J. Sunshine, K. Balak, U. Rutishauser
Aug 1, 1987
Proceedings of the National Academy of Sciences of the United States of America
Changes in carbohydrate and polypeptide form of the neural cell adhesion molecule (NCAM) have been documented during the development of central nervous system tissue in both chicken and frog. The carbohydrate variations reflect a high and low content of polysialic acid, and for the two vertebrates examined the expression of these forms is similar. At very early stages of neural development NCAM with a low content of polysialic acid is present, during histogenesis of the central nervous system NCAM with a high content of polysialic acid dominates, and there is a gradual return to NCAM with a low content of polysialic acid as the animals approach maturity. In contrast, the order of expression of the major NCAM polypeptide forms is different in the chicken and frog.

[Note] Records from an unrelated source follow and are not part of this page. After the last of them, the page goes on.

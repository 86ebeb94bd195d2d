//! Perch Protocol
//!
//! Defines the types that cross the host/runtime boundary: events delivered
//! to the scripted computer, boot lifecycle states, power requests, and
//! fault diagnostics. This crate is the source of truth for that surface
//! and carries no interpreter dependency.

mod events;
mod types;

pub use events::*;
pub use types::*;

/// Protocol version for compatibility checking
pub const PROTOCOL_VERSION: u32 = 1;
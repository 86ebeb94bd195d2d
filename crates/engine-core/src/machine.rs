//! Boot state machine
//!
//! Sequences the bootstrap and user-space sessions over the application's
//! lifetime and owns everything that happens after a script dies. The host
//! calls [`Machine::tick`] once per fixed-rate tick; session teardown only
//! happens between drains, never in the middle of one.

use std::sync::mpsc::{self, Receiver, Sender};
use std::sync::Arc;
use std::time::Duration;

use mlua::{Lua, Table};

use perch_policy::Sandbox;
use perch_protocol::{BootStage, Event, EventValue, FaultReport, PowerAction};
use perch_script_host::{
    install_host_api, DrainOutcome, EventQueue, HandleTable, HostContext, PowerSwitch, Session,
    SessionConfig,
};
use perch_vfs::VirtualRoot;

use crate::gesture::RebootGesture;
use crate::install::install_default_files;
use crate::panic::PanicSurface;

/// Embedded recovery environment run by the bootstrap stage.
const RECOVERY_SOURCE: &str = include_str!("boot/recovery.lua");

/// Event seeding the first resume of a freshly booted stage.
const BOOT_EVENT: &str = "boot";

/// Requests from script space that only the embedding host can honor.
#[derive(Debug, Clone, Copy, PartialEq, Eq)]
pub enum HostSignal {
    /// Reveal the data root in the host's file manager.
    OpenDataFolder,
}

/// Machine tuning.
#[derive(Debug, Clone)]
pub struct MachineConfig {
    /// How long one coroutine resume may run before it is killed.
    pub watchdog_timeout: Duration,
    /// Instruction cadence for the watchdog hook.
    pub hook_interval: u32,
    /// Interpreter allocation cap per session.
    pub memory_limit: Option<usize>,
    /// Consecutive held ticks before the reboot gesture fires.
    pub reboot_hold_ticks: u32,
    /// Virtual path of the persisted user entry script.
    pub entry_path: String,
    /// Override for the embedded recovery script (hosts shipping their own).
    pub recovery_source: Option<String>,
}

impl Default for MachineConfig {
    fn default() -> Self {
        Self {
            watchdog_timeout: Duration::from_secs(3),
            hook_interval: 1024,
            memory_limit: Some(64 * 1024 * 1024),
            reboot_hold_ticks: 40,
            entry_path: "init.lua".into(),
            recovery_source: None,
        }
    }
}

/// Host input sampled once per tick.
#[derive(Debug, Clone, Copy, Default)]
pub struct TickInput {
    /// Whether the forced-reboot key combination is currently held.
    pub reboot_combo_held: bool,
}

/// What the host should do after a tick.
#[derive(Debug, Clone, Copy, PartialEq, Eq)]
pub enum TickResult {
    /// Keep ticking.
    Running,
    /// The panic surface is up; keep ticking and sampling the gesture.
    Panicked,
    /// The machine halted; the host application should exit.
    Shutdown,
}

/// Machine lifecycle.
#[derive(Debug, Clone, PartialEq)]
pub enum MachineState {
    Running,
    Panicked(FaultReport),
    Halted,
}

/// The simulated computer: one live interpreter session at a time, driven
/// by the host tick.
pub struct Machine {
    vfs: Arc<VirtualRoot>,
    queue: Arc<EventQueue>,
    power: Arc<PowerSwitch>,
    signals: Sender<HostSignal>,
    session: Option<Session>,
    step: u8,
    state: MachineState,
    surface: Box<dyn PanicSurface>,
    gesture: RebootGesture,
    config: MachineConfig,
}

impl Machine {
    /// Build a machine over a data root. Returns the receiver for host
    /// signals raised by the privileged bootstrap API.
    pub fn new(
        vfs: Arc<VirtualRoot>,
        config: MachineConfig,
        surface: Box<dyn PanicSurface>,
    ) -> (Self, Receiver<HostSignal>) {
        let (signals, signal_rx) = mpsc::channel();
        let gesture = RebootGesture::new(config.reboot_hold_ticks);
        let machine = Self {
            vfs,
            queue: Arc::new(EventQueue::new()),
            power: Arc::new(PowerSwitch::new()),
            signals,
            session: None,
            step: 0,
            state: MachineState::Running,
            surface,
            gesture,
            config,
        };
        (machine, signal_rx)
    }

    /// The queue host collaborators (input, timers, I/O completions) post
    /// into.
    #[must_use]
    pub fn queue(&self) -> Arc<EventQueue> {
        self.queue.clone()
    }

    /// The power switch, for host-side shutdown/reboot requests.
    #[must_use]
    pub fn power(&self) -> Arc<PowerSwitch> {
        self.power.clone()
    }

    #[must_use]
    pub fn stage(&self) -> BootStage {
        BootStage::from_step(self.step)
    }

    #[must_use]
    pub fn step(&self) -> u8 {
        self.step
    }

    #[must_use]
    pub fn state(&self) -> &MachineState {
        &self.state
    }

    #[must_use]
    pub fn fault_report(&self) -> Option<&FaultReport> {
        match &self.state {
            MachineState::Panicked(report) => Some(report),
            _ => None,
        }
    }

    /// The live session, if any (diagnostics and tests).
    #[must_use]
    pub fn session(&self) -> Option<&Session> {
        self.session.as_ref()
    }

    /// One host tick: sample the gesture, drain the queue, honor power
    /// requests. Never blocks longer than one watchdog window.
    pub fn tick(&mut self, input: TickInput) -> TickResult {
        match &self.state {
            MachineState::Halted => return TickResult::Shutdown,
            MachineState::Panicked(_) => {
                if self.gesture.sample(input.reboot_combo_held) {
                    tracing::info!("reboot gesture accepted; restarting at bootstrap");
                    self.hard_reset();
                }
                return self.result_for_state();
            }
            MachineState::Running => {}
        }

        if self.gesture.sample(input.reboot_combo_held) {
            tracing::info!("forced reboot gesture");
            self.power.request(PowerAction::Reboot);
        }

        if self.session.is_none() {
            self.boot_current_stage();
            if self.session.is_none() {
                return self.result_for_state();
            }
        }

        let outcome = match self.session.as_mut() {
            Some(session) => session.drain(&self.queue),
            None => return self.result_for_state(),
        };

        if let DrainOutcome::Faulted(err) = outcome {
            self.fault(err.to_report());
            return self.result_for_state();
        }

        // Power requests take effect between drains, never mid-drain.
        // Shutdown wins over a normal finish; a finish with no request
        // advances to the next stage.
        match self.power.take() {
            Some(PowerAction::Shutdown) => {
                tracing::info!("shutdown requested; halting");
                self.teardown_session();
                self.state = MachineState::Halted;
            }
            Some(PowerAction::Reboot) => self.advance_stage(),
            None => {
                if matches!(outcome, DrainOutcome::Finished) {
                    self.advance_stage();
                }
            }
        }

        self.result_for_state()
    }

    fn result_for_state(&self) -> TickResult {
        match self.state {
            MachineState::Running => TickResult::Running,
            MachineState::Panicked(_) => TickResult::Panicked,
            MachineState::Halted => TickResult::Shutdown,
        }
    }

    fn advance_stage(&mut self) {
        self.teardown_session();
        self.step = self.step.wrapping_add(1);
        self.boot_current_stage();
    }

    fn hard_reset(&mut self) {
        self.teardown_session();
        self.step = 0;
        self.state = MachineState::Running;
        self.gesture.reset();
        self.boot_current_stage();
    }

    fn teardown_session(&mut self) {
        if let Some(session) = self.session.take() {
            session.teardown();
        }
        self.queue.clear();
    }

    fn fault(&mut self, report: FaultReport) {
        tracing::error!(stage = %self.stage(), message = %report.message, "session faulted");
        self.teardown_session();
        self.surface.render(&report);
        self.gesture.reset();
        self.state = MachineState::Panicked(report);
    }

    fn boot_current_stage(&mut self) {
        let stage = self.stage();
        self.queue.clear();
        let _ = self.power.take();

        match self.build_session(stage) {
            Ok(session) => {
                tracing::info!(stage = %stage, step = self.step, session = %session.id(), "stage booted");
                self.queue.push(Event::new(
                    BOOT_EVENT,
                    vec![EventValue::Str(stage.to_string())],
                ));
                self.session = Some(session);
            }
            Err(report) => self.fault(report),
        }
    }

    fn build_session(&self, stage: BootStage) -> Result<Session, FaultReport> {
        let mut sandbox = Sandbox::new(self.vfs.clone());
        if let Some(limit) = self.config.memory_limit {
            sandbox = sandbox.with_memory_limit(limit);
        }
        let lua = sandbox
            .open()
            .map_err(|e| FaultReport::new(format!("sandbox setup failed: {e}")))?;

        let handles = Arc::new(HandleTable::new());
        let ctx = HostContext {
            vfs: self.vfs.clone(),
            queue: self.queue.clone(),
            power: self.power.clone(),
            handles: handles.clone(),
        };
        install_host_api(&lua, &ctx)
            .map_err(|e| FaultReport::new(format!("host api setup failed: {e}")))?;

        let (chunk_name, source) = match stage {
            BootStage::Bootstrap => {
                self.install_recovery_api(&lua)
                    .map_err(|e| FaultReport::new(format!("recovery api setup failed: {e}")))?;
                let source = self
                    .config
                    .recovery_source
                    .clone()
                    .unwrap_or_else(|| RECOVERY_SOURCE.to_string());
                ("recovery.lua".to_string(), source)
            }
            BootStage::UserSpace => {
                let entry = self.config.entry_path.clone();
                let source = self.vfs.read_to_string(&entry).map_err(|e| {
                    FaultReport::new(format!("cannot start '{entry}': {e}"))
                })?;
                (entry, source)
            }
        };

        Session::spawn(
            lua,
            &chunk_name,
            &source,
            handles,
            SessionConfig {
                watchdog_timeout: self.config.watchdog_timeout,
                hook_interval: self.config.hook_interval,
            },
        )
        .map_err(|e| e.to_report())
    }

    /// Privileged primitives only the bootstrap stage gets.
    fn install_recovery_api(&self, lua: &Lua) -> mlua::Result<()> {
        let system: Table = lua.globals().get("system")?;

        let vfs = self.vfs.clone();
        system.set(
            "install",
            lua.create_function(move |_, force: Option<bool>| {
                install_default_files(&vfs, force.unwrap_or(false))
                    .map_err(|e| mlua::Error::RuntimeError(e.to_string()))?;
                Ok(true)
            })?,
        )?;

        let signals = self.signals.clone();
        system.set(
            "open_data_folder",
            lua.create_function(move |_, ()| {
                let _ = signals.send(HostSignal::OpenDataFolder);
                Ok(())
            })?,
        )?;

        let power = self.power.clone();
        system.set(
            "exit",
            lua.create_function(move |_, ()| {
                power.request(PowerAction::Shutdown);
                Ok(())
            })?,
        )?;

        Ok(())
    }
}
use std::future::Future;
use std::pin::Pin;
use std::sync::atomic::{AtomicUsize, Ordering};
use std::sync::Arc;
use std::task::{Context, Poll, Wake, Waker};

use vizij_animator_core::{Animator, Registry, StateDef, StateQuery, StateTable};

type Def = StateDef<()>;

struct CountingWaker(AtomicUsize);

impl Wake for CountingWaker {
    fn wake(self: Arc<Self>) {
        self.0.fetch_add(1, Ordering::SeqCst);
    }
}

fn walker() -> Animator<()> {
    let table = StateTable::new(vec![
        ("initial", Def::new().duration(10.0).transition("walk_left")),
        ("walk_left", Def::new().duration(10.0).transition("walk_right")),
        ("walk_right", Def::new().duration(10.0).transition("stop")),
    ])
    .unwrap();
    Animator::builder(table, ())
        .registry(Registry::new())
        .build()
        .unwrap()
}

/// it should resolve "stop" at once for a never-started animator
#[test]
fn never_started_resolves_stop_immediately() {
    let a = walker();
    let waiter = a.wait_for_state(StateQuery::default());
    assert_eq!(waiter.resolved_state().as_deref(), Some("stop"));
}

/// it should resolve "stop" at once after the animator stopped
#[test]
fn stopped_resolves_immediately() {
    let a = walker();
    a.start_initial().unwrap();
    a.update(0.0).unwrap();
    assert!(!a.wait_for_state("stop").is_resolved());
    a.stop();
    assert!(a.wait_for_state("stop").is_resolved());
}

/// it should resolve when the matching state is entered
#[test]
fn resolves_on_state_change() {
    let a = walker();
    a.start_initial().unwrap();
    let waiter = a.wait_for_state("walk_right");
    a.update(0.0).unwrap();
    a.update(10.0).unwrap();
    assert!(!waiter.is_resolved());
    a.update(10.0).unwrap();
    assert_eq!(waiter.resolved_state().as_deref(), Some("walk_right"));

    let current = a.wait_for_state("walk_right");
    assert!(current.is_resolved(), "already in the state");
}

/// it should match glob patterns and predicates
#[test]
fn pattern_and_predicate_queries() {
    let a = walker();
    a.start_initial().unwrap();
    let any_walk = a.wait_for_state(StateQuery::pattern("walk_*"));
    let right = a.wait_for_state(StateQuery::predicate(|s| s.ends_with("right")));
    a.update(0.0).unwrap();
    a.update(10.0).unwrap();
    assert_eq!(any_walk.resolved_state().as_deref(), Some("walk_left"));
    assert!(!right.is_resolved());
    a.update(10.0).unwrap();
    assert_eq!(right.resolved_state().as_deref(), Some("walk_right"));
}

/// it should resolve "pause" while paused
#[test]
fn pause_is_a_waitable_state() {
    let a = walker();
    a.start_initial().unwrap();
    let paused = a.wait_for_state("pause");
    a.update(1.0).unwrap();
    a.pause();
    assert!(paused.is_resolved());
    assert!(a.wait_for_state("pause").is_resolved());
}

/// it should not resolve stop waiters on a silent stop
#[test]
fn silent_stop_leaves_waiters_pending() {
    let a = walker();
    a.start_initial().unwrap();
    a.update(0.0).unwrap();
    let waiter = a.wait_for_state("stop");
    a.stop_silently();
    assert!(!waiter.is_resolved());
    assert!(a.wait_for_state("stop").is_resolved());
}

/// it should work as a future and wake its task on resolution
#[test]
fn polls_as_a_future() {
    let a = walker();
    a.start_initial().unwrap();
    let counter = Arc::new(CountingWaker(AtomicUsize::new(0)));
    let waker = Waker::from(counter.clone());
    let mut cx = Context::from_waker(&waker);

    let mut waiter = a.wait_for_state("walk_left");
    assert!(Pin::new(&mut waiter).poll(&mut cx).is_pending());
    a.update(0.0).unwrap();
    assert!(Pin::new(&mut waiter).poll(&mut cx).is_pending());
    assert_eq!(counter.0.load(Ordering::SeqCst), 0);

    a.update(10.0).unwrap();
    assert_eq!(counter.0.load(Ordering::SeqCst), 1);
    assert_eq!(
        Pin::new(&mut waiter).poll(&mut cx),
        Poll::Ready("walk_left".to_string())
    );
}

/// it should stop listening once cancelled
#[test]
fn cancel_detaches_the_waiter() {
    let a = walker();
    a.start_initial().unwrap();
    let waiter = a.wait_for_state("walk_left");
    waiter.cancel();
    a.update(0.0).unwrap();
    a.update(10.0).unwrap();
    assert_eq!(a.current_state().unwrap(), "walk_left");

    let dropped = a.wait_for_state("walk_right");
    drop(dropped);
    a.update(10.0).unwrap();
    assert_eq!(a.current_state().unwrap(), "walk_right");
}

These findings suggest that changes in sialic acid are a fundamental aspect of the function of NCAM in development, whereas NCAM polypeptide differences may affect events associated with a particular vertebrate. Studies have demonstrated that a decreased sialic acid content enhances the adhesion properties of NCAM. On this basis, we propose that NCAM with a low content of polysialic acid functions both to maintain integrity of neuroepithelium during morphogenesis of the early embryo and to stabilize differentiated structures in the adult, while the decreased adhesive function of NCAM with a high content of polysialic acid provides more plasticity in cell interactions during cell migration, axon outgrowth, and formation of neural circuits.